When I parked at church, someone said to me, "What is the meaning of that HOMERS on your car?" This is question I hear from time to time, because my license plate reads HOMERS, so I explained why it is a bit of an English teacher joke to drive Homer's Odyssey. Sometimes people chuckle at the explanation, but more often, they are baffled. Perhaps that is because in modern society, even in the south, folks no longer know the old stories.

During our discussion at the Maysville Library, Caine Campbell brought up the subject of the Bible as an influence on southern literature. Georgia's most famous writer of short stories, Flannery O'Connor, is purported to have said that any southern writer has two great disadvantages— a knowledge of the Bible, and a sense of history. As for the Bible, Miss O’ Connor asserts that it is still a great power in the South and that it continues to influence the Southern writers. "For one thing, it conditions him to think in concrete terms, 'we don’t discuss problems, we tell stories'." William Faulkner's title, Absalom, Absalom, is an obvious nod to Biblical themes and names in southern fiction.

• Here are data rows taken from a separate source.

//! Model registry: name → lazy loading record.
//!
//! Records are created before any definition runs, either by scanning a
//! directory or by registering a source directly. Each record carries an
//! empty schema that other models can reference before the record's own
//! definition has executed.

use std::path::Path;
use std::sync::Arc;

use indexmap::IndexMap;
use parking_lot::RwLock;

use crate::discovery;
use crate::error::Error;
use crate::model::Model;
use crate::schema::Schema;
use crate::source::{FileSource, ModelSource};

/// Lifecycle of a record: `Unloaded → Loading → Built`.
///
/// `Executed` marks a source that ran to completion without building its
/// model. A failed load goes back to `Unloaded`.
#[derive(Debug, Clone, Copy, PartialEq, Eq)]
pub enum LoadState {
    /// Source not triggered yet (or the last attempt failed).
    Unloaded,
    /// Source is executing.
    Loading,
    /// Source ran but did not build the model.
    Executed,
    /// Model is built.
    Built,
}

/// One registered model.
pub struct ModelRecord {
    name: String,
    location: String,
    source: Option<Arc<dyn ModelSource>>,
    state: LoadState,
    handle: Option<Model>,
    schema: Schema,
}

impl ModelRecord {
    fn new(name: &str, source: Option<Arc<dyn ModelSource>>) -> Self {
        Self {
            name: name.to_string(),
            location: source
                .as_ref()
                .map_or_else(|| "<inline>".to_string(), |s| s.location()),
            source,
            state: LoadState::Unloaded,
            handle: None,
            schema: Schema::new(name),
        }
    }

    /// Model name.
    pub fn name(&self) -> &str {
        &self.name
    }

    /// Where the definition comes from.
    pub fn location(&self) -> &str {
        &self.location
    }

    /// Current load state.
    pub fn state(&self) -> LoadState {
        self.state
    }

    /// The built model, if any.
    pub fn handle(&self) -> Option<&Model> {
        self.handle.as_ref()
    }

    /// The model's schema. Empty until the model is built.
    pub fn schema(&self) -> &Schema {
        &self.schema
    }
}

/// What the caller of [`ModelRegistry::begin_load`] must do next.
pub(crate) enum LoadStep {
    /// Nothing to execute; return this handle.
    Ready(Option<Model>),
    /// Execute this source, then call [`ModelRegistry::finish_load`].
    Trigger(Arc<dyn ModelSource>),
}

/// Registry of models keyed by name.
#[derive(Default)]
pub struct ModelRegistry {
    records: RwLock<IndexMap<String, ModelRecord>>,
}

impl ModelRegistry {
    /// Create an empty registry.
    pub fn new() -> Self {
        Self::default()
    }

    /// Register every definition file under `root`.
    ///
    /// Returns the number of models found. Finding none is logged as a
    /// warning. A name found twice, or one that is already registered, is an
    /// error and leaves the registry unchanged.
    pub fn discover(&self, root: &Path) -> Result<usize, Error> {
        let found = discovery::scan(root)?;
        if found.is_empty() {
            tracing::warn!(path = %root.display(), "no models found");
        }

        let mut records = self.records.write();
        let mut batch: IndexMap<String, ModelRecord> = IndexMap::with_capacity(found.len());
        for model in &found {
            let existing = records.get(&model.name).or_else(|| batch.get(&model.name));
            if let Some(existing) = existing {
                return Err(Error::DuplicateModel {
                    name: model.name.clone(),
                    existing: existing.location.clone(),
                });
            }
            let source: Arc<dyn ModelSource> = Arc::new(FileSource::new(&model.path));
            let record = ModelRecord::new(&model.name, Some(source));
            batch.insert(model.name.clone(), record);
        }

        for record in batch.values() {
            tracing::debug!(model = %record.name, location = %record.location, "model registered");
        }
        records.extend(batch);

        tracing::info!(path = %root.display(), models = found.len(), "model discovery complete");
        Ok(found.len())
    }

    /// Register a source under `name`.
    pub fn register(&self, name: &str, source: Arc<dyn ModelSource>) -> Result<(), Error> {
        let mut records = self.records.write();
        if let Some(existing) = records.get(name) {
            return Err(Error::DuplicateModel {
                name: name.to_string(),
                existing: existing.location.clone(),
            });
        }

        let record = ModelRecord::new(name, Some(source));
        tracing::debug!(model = name, location = %record.location, "model registered");
        records.insert(name.to_string(), record);
        Ok(())
    }

    /// Check whether a name is registered.
    pub fn contains(&self, name: &str) -> bool {
        self.records.read().contains_key(name)
    }

    /// Registered names in registration order.
    pub fn names(&self) -> Vec<String> {
        self.records.read().keys().cloned().collect()
    }

    /// Number of registered models.
    pub fn len(&self) -> usize {
        self.records.read().len()
    }

    /// Check if nothing is registered.
    pub fn is_empty(&self) -> bool {
        self.records.read().is_empty()
    }

    /// Load state of a model.
    pub fn state(&self, name: &str) -> Option<LoadState> {
        self.records.read().get(name).map(|r| r.state)
    }

    /// Check whether a model is built.
    pub fn is_built(&self, name: &str) -> bool {
        self.state(name) == Some(LoadState::Built)
    }

    /// The built model, without triggering its source.
    pub fn handle(&self, name: &str) -> Option<Model> {
        self.records.read().get(name).and_then(|r| r.handle.clone())
    }

    /// The schema of a registered model, built or not.
    pub fn schema(&self, name: &str) -> Option<Schema> {
        self.records.read().get(name).map(|r| r.schema.clone())
    }

    /// Where a model's definition comes from.
    pub fn location(&self, name: &str) -> Option<String> {
        self.records.read().get(name).map(|r| r.location.clone())
    }

    /// Run `f` against a record.
    pub fn with_record<R>(&self, name: &str, f: impl FnOnce(&ModelRecord) -> R) -> Option<R> {
        self.records.read().get(name).map(f)
    }

    /// Decide whether `name` needs its source executed, marking it `Loading` if so.
    pub(crate) fn begin_load(&self, name: &str) -> Result<LoadStep, Error> {
        let mut records = self.records.write();
        let record = records
            .get_mut(name)
            .ok_or_else(|| Error::NotFound(name.to_string()))?;

        match (record.state, &record.source) {
            (LoadState::Unloaded, Some(source)) => {
                record.state = LoadState::Loading;
                Ok(LoadStep::Trigger(source.clone()))
            }
            _ => Ok(LoadStep::Ready(record.handle.clone())),
        }
    }

    /// Record the outcome of executing a source.
    pub(crate) fn finish_load(&self, name: &str, succeeded: bool) -> Option<Model> {
        let mut records = self.records.write();
        let record = records.get_mut(name)?;

        if record.state == LoadState::Loading {
            record.state = match (succeeded, record.handle.is_some()) {
                (_, true) => LoadState::Built,
                (true, false) => {
                    tracing::warn!(
                        model = name,
                        location = %record.location,
                        "source finished without building its model"
                    );
                    LoadState::Executed
                }
                (false, false) => LoadState::Unloaded,
            };
        }
        record.handle.clone()
    }

    /// Schema a build of `name` should fill in.
    ///
    /// Unregistered names get a fresh schema; the record is created when the
    /// build is stored.
    pub(crate) fn prepare_build(&self, name: &str) -> Result<Schema, Error> {
        let records = self.records.read();
        match records.get(name) {
            Some(record) if record.handle.is_some() => Err(Error::DuplicateModel {
                name: name.to_string(),
                existing: record.location.clone(),
            }),
            Some(record) => Ok(record.schema.clone()),
            None => Ok(Schema::new(name)),
        }
    }

    /// Store a built model. The handle is set exactly once.
    pub(crate) fn store(&self, model: &Model) -> Result<(), Error> {
        let mut records = self.records.write();
        let name = model.name();
        let record = records
            .entry(name.to_string())
            .or_insert_with(|| ModelRecord {
                schema: model.schema().clone(),
                ..ModelRecord::new(name, None)
            });

        if record.handle.is_some() {
            return Err(Error::DuplicateModel {
                name: name.to_string(),
                existing: record.location.clone(),
            });
        }
        record.handle = Some(model.clone());
        record.state = LoadState::Built;
        Ok(())
    }
}

#[cfg(test)]
mod tests {
    use super::*;
    use crate::hub::ModelHub;
    use crate::source::FnSource;

    fn noop_source() -> Arc<dyn ModelSource> {
        Arc::new(FnSource::new(|_: &str, _: &ModelHub| Ok(())))
    }

    #[test]
    fn test_register_and_lookup() {
        let registry = ModelRegistry::new();
        registry.register("User", noop_source()).unwrap();

        assert!(registry.contains("User"));
        assert_eq!(registry.state("User"), Some(LoadState::Unloaded));
        assert!(!registry.is_built("User"));
        assert!(registry.handle("User").is_none());
        assert!(registry.schema("User").unwrap().is_empty());
        assert_eq!(registry.location("User").as_deref(), Some("<inline>"));
        assert_eq!(registry.names(), vec!["User"]);
    }

    #[test]
    fn test_duplicate_registration() {
        let registry = ModelRegistry::new();
        registry.register("User", noop_source()).unwrap();

        let err = registry.register("User", noop_source()).unwrap_err();
        assert!(matches!(err, Error::DuplicateModel { ref name, .. } if name == "User"));
    }

    #[test]
    fn test_begin_load_is_idempotent() {
        let registry = ModelRegistry::new();
        registry.register("User", noop_source()).unwrap();

        assert!(matches!(registry.begin_load("User").unwrap(), LoadStep::Trigger(_)));
        assert_eq!(registry.state("User"), Some(LoadState::Loading));
        assert!(matches!(registry.begin_load("User").unwrap(), LoadStep::Ready(None)));
    }

    #[test]
    fn test_begin_load_unknown() {
        let registry = ModelRegistry::new();
        assert!(matches!(registry.begin_load("Ghost"), Err(Error::NotFound(_))));
    }

    #[test]
    fn test_finish_load_transitions() {
        let registry = ModelRegistry::new();
        registry.register("A", noop_source()).unwrap();
        registry.register("B", noop_source()).unwrap();

        registry.begin_load("A").unwrap();
        assert!(registry.finish_load("A", true).is_none());
        assert_eq!(registry.state("A"), Some(LoadState::Executed));

        registry.begin_load("B").unwrap();
        registry.finish_load("B", false);
        assert_eq!(registry.state("B"), Some(LoadState::Unloaded));
        assert!(matches!(registry.begin_load("B").unwrap(), LoadStep::Trigger(_)));
    }

    #[test]
    fn test_discover_duplicate_names() {
        let dir = tempfile::tempdir().unwrap();
        std::fs::create_dir_all(dir.path().join("a")).unwrap();
        std::fs::create_dir_all(dir.path().join("b")).unwrap();
        std::fs::write(dir.path().join("a/User.json"), "{}").unwrap();
        std::fs::write(dir.path().join("b/User.json"), "{}").unwrap();

        let registry = ModelRegistry::new();
        let err = registry.discover(dir.path()).unwrap_err();
        assert!(matches!(err, Error::DuplicateModel { .. }));
    }

    #[test]
    fn test_discover_failure_registers_nothing() {
        let dir = tempfile::tempdir().unwrap();
        std::fs::create_dir_all(dir.path().join("b")).unwrap();
        std::fs::write(dir.path().join("Alpha.json"), "{}").unwrap();
        std::fs::write(dir.path().join("Beta.json"), "{}").unwrap();
        std::fs::write(dir.path().join("b/Alpha.json"), "{}").unwrap();

        let registry = ModelRegistry::new();
        match registry.discover(dir.path()).unwrap_err() {
            Error::DuplicateModel { name, existing } => {
                assert_eq!(name, "Alpha");
                assert!(existing.ends_with("Alpha.json"));
            }
            other => panic!("unexpected error: {other}"),
        }
        assert!(registry.is_empty());
        assert!(!registry.contains("Beta"));
    }

    #[test]
    fn test_discover_clash_with_registered_name() {
        let dir = tempfile::tempdir().unwrap();
        std::fs::write(dir.path().join("Account.json"), "{}").unwrap();
        std::fs::write(dir.path().join("User.json"), "{}").unwrap();

        let registry = ModelRegistry::new();
        registry.register("User", noop_source()).unwrap();

        let err = registry.discover(dir.path()).unwrap_err();
        assert!(matches!(err, Error::DuplicateModel { ref name, .. } if name == "User"));
        assert_eq!(registry.names(), vec!["User"]);
        assert_eq!(registry.location("User").unwrap(), "<inline>");
    }

    #[test]
    fn test_discover_empty_directory() {
        let dir = tempfile::tempdir().unwrap();
        let registry = ModelRegistry::new();
        assert_eq!(registry.discover(dir.path()).unwrap(), 0);
        assert!(registry.is_empty());
    }
}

The Bible is indeed a great source of inspiration, and by that, I do not necessarily refer to religion. One of my favorite writers, science fiction grand master Robert A. Heinlein, used Biblical phrases or characters for many titles, including Methuselah's Children, I Will Fear No Evil, Stranger in a Strange Land, The Number of the Beast, and Job, A Comedy of Justice. Although most of his work, whether short fiction or novels, stands alone; he did write series fiction, including yarns which feature the character Lazarus Long. A study of Heinlein's work yields many themes, and readers swiftly discern his thorough knowledge of the Bible, yet his work clearly shows that he examined the stories and themes of the Bible without being religious.

Like other writers, especially southern ones, I turned to the Bible for inspiration when I wrote Trinity on Tylos. Apart from the word trinity in the title, I chose an obscure character from the Old Testament, Azareel, as an exotic, yet forceful name for my villain. The key to writing a fascinating story is not creating an engaging protagonist, but in writing a well-motivated villain. In the Bible, Azareel appears in 1 Chronicles 12, as one of the foreign kings who is in diplomatic discussions with the Hebrew king, David. In my novel, he is Captain Azareel aboard his ship, and he is Lord Azareel on the fourth planet in the Tylos star system. Like the namesake character in the Bible, he travels from afar to negotiate for what he needs. My villain is thoughtful and bold leader, unafraid to make hard choices. My knowledge of history, at least the history of story telling, also came into play when I was searching for an appropriate ending for Trinity on Tylos. The last fourth of the novel owes quite a lot to Homer's Odyssey, a favorite tale written almost 3000 years ago.

Inspiration comes from a variety of sources, but as O'Connor stated, the southern writer always has history and the Bible.